What other considerations should one take estimating I/O performance in regards to processor frequency and other hardware specifics? For simplicity's sake, assume here that storage performs instantly under all circumstances.
[1] P - processor frequency; N - algorithm overhead
The hardware limiting factors are probably the I/O bus performance, say PCIe, and more recently, the FSB clock-rates, since memory controllers are moving from northbridge to the CPUs themselves.
Then, of course, you have to figure out what sort of processing you need to do on the input, and how much work it is to produce the output. These, at least for conventional software running on a CPU, are dependent on the processor clock, but not only. Writing your code to take advantage of the hardware facilities like caches, instruction-level parallelism, etc. is still a black art but can give you an order of magnitude performance boost.
Basically what I'm ranting about is that not all software is created equal, and you probably want to take that into account.
Likely, harddisk controllers will decide the harddisk I/O performance, graphics cards will decide maximum resolution and refresh I/O performance, and so on.
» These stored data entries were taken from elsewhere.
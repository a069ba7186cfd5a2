//! `qms tmpl` command - QC templates and their parameters

use clap::Subcommand;
use console::style;
use miette::Result;

use crate::cli::commands::common::{
    report_created, report_deleted, run_actions, run_list, run_show, run_transition, run_update, KeyArgs,
    ListArgs, UpdateArgs,
};
use crate::cli::helpers::{open_session, parse_patch, Session};
use crate::cli::table::{print_list, print_summary};
use crate::cli::{GlobalOpts, OutputFormat};
use crate::core::entity::Severity;
use crate::core::error::QualityError;
use crate::core::identity::EntityId;
use crate::core::workflow::Action;
use crate::entities::{InspectionType, ParameterKind, QcParameter, QcTemplate};

#[derive(Subcommand, Debug)]
pub enum TmplCommands {
    /// List templates
    List(ListArgs),

    /// Create a draft template (version 1)
    New(NewArgs),

    /// Show a template; key is an ID or `CODE vN`
    Show(KeyArgs),

    /// Change content fields (title, aql, sampling_plan, ...)
    Update(UpdateArgs),

    /// Delete a template that is not active, with its parameters
    Delete(KeyArgs),

    /// Make the template usable for inspections
    Activate(KeyArgs),

    /// Take an active template out of use
    Deactivate(KeyArgs),

    /// Retire the template for good
    Obsolete(KeyArgs),

    /// Fork a draft at the next version, copying the parameters
    NewVersion(KeyArgs),

    /// Actions available from the current status
    Actions(KeyArgs),

    /// Template parameters
    #[command(subcommand)]
    Param(ParamCommands),

    /// Active templates for one inspection type
    Active(ActiveArgs),

    /// Counts by status and type, usage and parameters per template
    Summary,
}

#[derive(clap::Args, Debug)]
pub struct ActiveArgs {
    /// Inspection type (incoming, in_process, final, first_article, audit)
    #[arg(long = "type", short = 'T')]
    pub inspection_type: InspectionType,
}

#[derive(Subcommand, Debug)]
pub enum ParamCommands {
    /// List a template's parameters in sequence order
    List(KeyArgs),

    /// Add a parameter to a draft template
    Add(ParamAddArgs),

    /// Change a parameter of a draft template
    #[command(alias = "update")]
    Set(ParamUpdateArgs),

    /// Remove a parameter from a draft template
    Rm(ParamKeyArgs),
}

#[derive(clap::Args, Debug)]
pub struct NewArgs {
    /// Template code, e.g. QCT-BORE
    pub code: String,

    #[arg(long, short = 't')]
    pub title: String,

    /// Inspection type the template is meant for
    #[arg(long = "type", default_value = "incoming")]
    pub inspection_type: InspectionType,

    #[arg(long)]
    pub part: Option<String>,

    /// Acceptable quality limit, percent
    #[arg(long)]
    pub aql: Option<f64>,

    #[arg(long)]
    pub sampling: Option<String>,

    #[arg(long, short = 'd')]
    pub description: Option<String>,
}

#[derive(clap::Args, Debug)]
pub struct ParamKeyArgs {
    /// Parameter ID
    pub id: String,
}

#[derive(clap::Args, Debug)]
pub struct ParamAddArgs {
    /// Template ID or `CODE vN`
    pub key: String,

    /// Characteristic name, e.g. "Bore diameter"
    #[arg(long)]
    pub name: String,

    /// numeric or textual
    #[arg(long, default_value = "numeric")]
    pub kind: ParameterKind,

    #[arg(long)]
    pub unit: Option<String>,

    #[arg(long, allow_hyphen_values = true)]
    pub target: Option<f64>,

    /// Lower specification limit
    #[arg(long, allow_hyphen_values = true)]
    pub lower: Option<f64>,

    /// Upper specification limit
    #[arg(long, allow_hyphen_values = true)]
    pub upper: Option<f64>,

    /// Measurement method or gauge
    #[arg(long)]
    pub method: Option<String>,

    /// Defect severity when this characteristic fails
    #[arg(long, default_value = "minor")]
    pub criticality: Severity,

    #[arg(long)]
    pub mandatory: bool,
}

#[derive(clap::Args, Debug)]
pub struct ParamUpdateArgs {
    /// Parameter ID
    pub id: String,

    /// Fields to change as YAML, or `@file.yaml`
    #[arg(long, short = 'p', alias = "set")]
    pub patch: String,
}

fn parse_parameter_id(id: &str) -> Result<EntityId> {
    Ok(EntityId::parse(id).map_err(QualityError::from)?)
}

pub fn run(cmd: TmplCommands, global: &GlobalOpts) -> Result<()> {
    let mut session = open_session(global)?;

    match cmd {
        TmplCommands::List(args) => {
            run_list::<QcTemplate>(&session.service, args.filter(), args.count, global)
        }
        TmplCommands::New(args) => {
            let mut template = QcTemplate::new(args.code, args.title, &session.actor);
            template.inspection_type = args.inspection_type;
            template.part_number = args.part;
            template.aql = args.aql;
            template.sampling_plan = args.sampling;
            template.description = args.description;
            let template = session.service.create(template)?;
            report_created(&template, global);
            Ok(())
        }
        TmplCommands::Show(args) => run_show::<QcTemplate>(&session.service, &args.key, global),
        TmplCommands::Update(args) => run_update::<QcTemplate>(&mut session, &args, global),
        TmplCommands::Delete(args) => {
            let template: QcTemplate = session.service.resolve(&args.key)?;
            session.service.delete_template(&template.id)?;
            report_deleted(&template, global);
            Ok(())
        }
        TmplCommands::Activate(args) => {
            run_transition::<QcTemplate, _>(&mut session, &args.key, Action::Activate, global, |t, actor, now| {
                t.activate(actor, now)
            })?;
            Ok(())
        }
        TmplCommands::Deactivate(args) => {
            run_transition::<QcTemplate, _>(&mut session, &args.key, Action::Deactivate, global, |t, actor, now| {
                t.deactivate(actor, now)
            })?;
            Ok(())
        }
        TmplCommands::Obsolete(args) => {
            run_transition::<QcTemplate, _>(&mut session, &args.key, Action::Obsolete, global, |t, actor, now| {
                t.obsolete(actor, now)
            })?;
            Ok(())
        }
        TmplCommands::NewVersion(args) => {
            let template: QcTemplate = session.service.resolve(&args.key)?;
            let actor = session.actor.clone();
            let fork = session.service.new_template_version(&template.id, &actor)?;
            report_created(&fork, global);
            Ok(())
        }
        TmplCommands::Actions(args) => run_actions::<QcTemplate>(&session.service, &args.key),
        TmplCommands::Param(cmd) => run_param(&mut session, cmd, global),
        TmplCommands::Active(args) => {
            let templates = session.service.active_templates(args.inspection_type)?;
            print_list(&templates, global.format, global.quiet)
        }
        TmplCommands::Summary => {
            let summary = session.service.template_summary()?;
            let mut rows = vec![
                ("Total", summary.total.to_string()),
                ("Active", summary.active.to_string()),
                ("Draft", summary.draft.to_string()),
            ];
            for (inspection_type, count) in &summary.by_type {
                rows.push((inspection_type.as_str(), count.to_string()));
            }
            rows.push(("Inspections seeded", summary.usage.to_string()));
            rows.push(("Avg. parameters", format!("{:.2}", summary.average_parameters)));
            print_summary("QC template summary", &rows, &summary, global.format)
        }
    }
}

fn run_param(session: &mut Session, cmd: ParamCommands, global: &GlobalOpts) -> Result<()> {
    match cmd {
        ParamCommands::List(args) => {
            let template: QcTemplate = session.service.resolve(&args.key)?;
            let parameters = session.service.parameters(&template.id)?;
            print_list(&parameters, global.format, global.quiet)
        }
        ParamCommands::Add(args) => {
            let template: QcTemplate = session.service.resolve(&args.key)?;
            let mut parameter = QcParameter::new(template.id.clone(), 0, args.name, &session.actor);
            parameter.kind = args.kind;
            parameter.unit = args.unit;
            parameter.target = args.target;
            parameter.lower_limit = args.lower;
            parameter.upper_limit = args.upper;
            parameter.method = args.method;
            parameter.criticality = args.criticality;
            parameter.mandatory = args.mandatory;
            let parameter = session.service.add_parameter(&template.id, parameter)?;
            if global.quiet || global.format == OutputFormat::Id {
                println!("{}", parameter.id);
            } else {
                println!(
                    "{} Added parameter #{} {} to {} v{}",
                    style("✓").green(),
                    parameter.sequence,
                    style(&parameter.name).cyan(),
                    style(&template.code).cyan(),
                    template.version
                );
                println!("   {}", style(&parameter.id).dim());
            }
            Ok(())
        }
        ParamCommands::Set(args) => {
            let id = parse_parameter_id(&args.id)?;
            let patch = parse_patch(&args.patch)?;
            let parameter = session.service.update_parameter(&id, patch)?;
            if !global.quiet {
                println!("{} Updated parameter {}", style("✓").green(), style(&parameter.name).cyan());
            }
            Ok(())
        }
        ParamCommands::Rm(args) => {
            let id = parse_parameter_id(&args.id)?;
            session.service.delete_parameter(&id)?;
            if !global.quiet {
                println!("{} Removed parameter {}", style("✓").green(), style(&id).dim());
            }
            Ok(())
        }
    }
}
Don't really understand the question, the CPU is becoming less and less involved in these kinds of things (well, has been for the last 10 years).
I doubt the question will even have bearing on CPUs with integrated GPUs, since the buffer to be output to screen is in external memory sharing a bus with (again) a controller on the motherboard.
It's all buffered, so I can only see CPUs affecting file performance if you somehow force the hardware buffer size to something insanely puny. Edit: and I'm pretty sure Apple will prevent you from doing such things. ;)
For Thunderbolt specifically, it's more about what the minimum CPU model is, that supports the kinds of bus speeds required by the Thunderbolt chip set version that is in the machine in question.
Thunderbolt is a raw data traffic system and performance specs are potential maximums, hence all the asterisks in the Apple specs. I believe it will indeed alleviate bottlenecks and in general give lag-free intelligent data shuffling doing many things simultaneously.
The CPU will idle-wait a shorter time for needed data, but the processing speed of the data is the same. When playing or creating a movie, codec processing time will be the same, but you will still feel a boost/lack of lag because the data is there when it needs it. For the I/O, the bottleneck will become the read/write speed of your harddisk instead, and the CPU bottleneck (for file copy operations, likely at least some code in Finder) will stay the same.
In other words, only CPU-intensive tasks such as for example movie encoding will benefit significantly from a faster CPU, while the benefits of Thunderbolt vs. a mix of interfaces will boost machines with both slow and fast CPUs.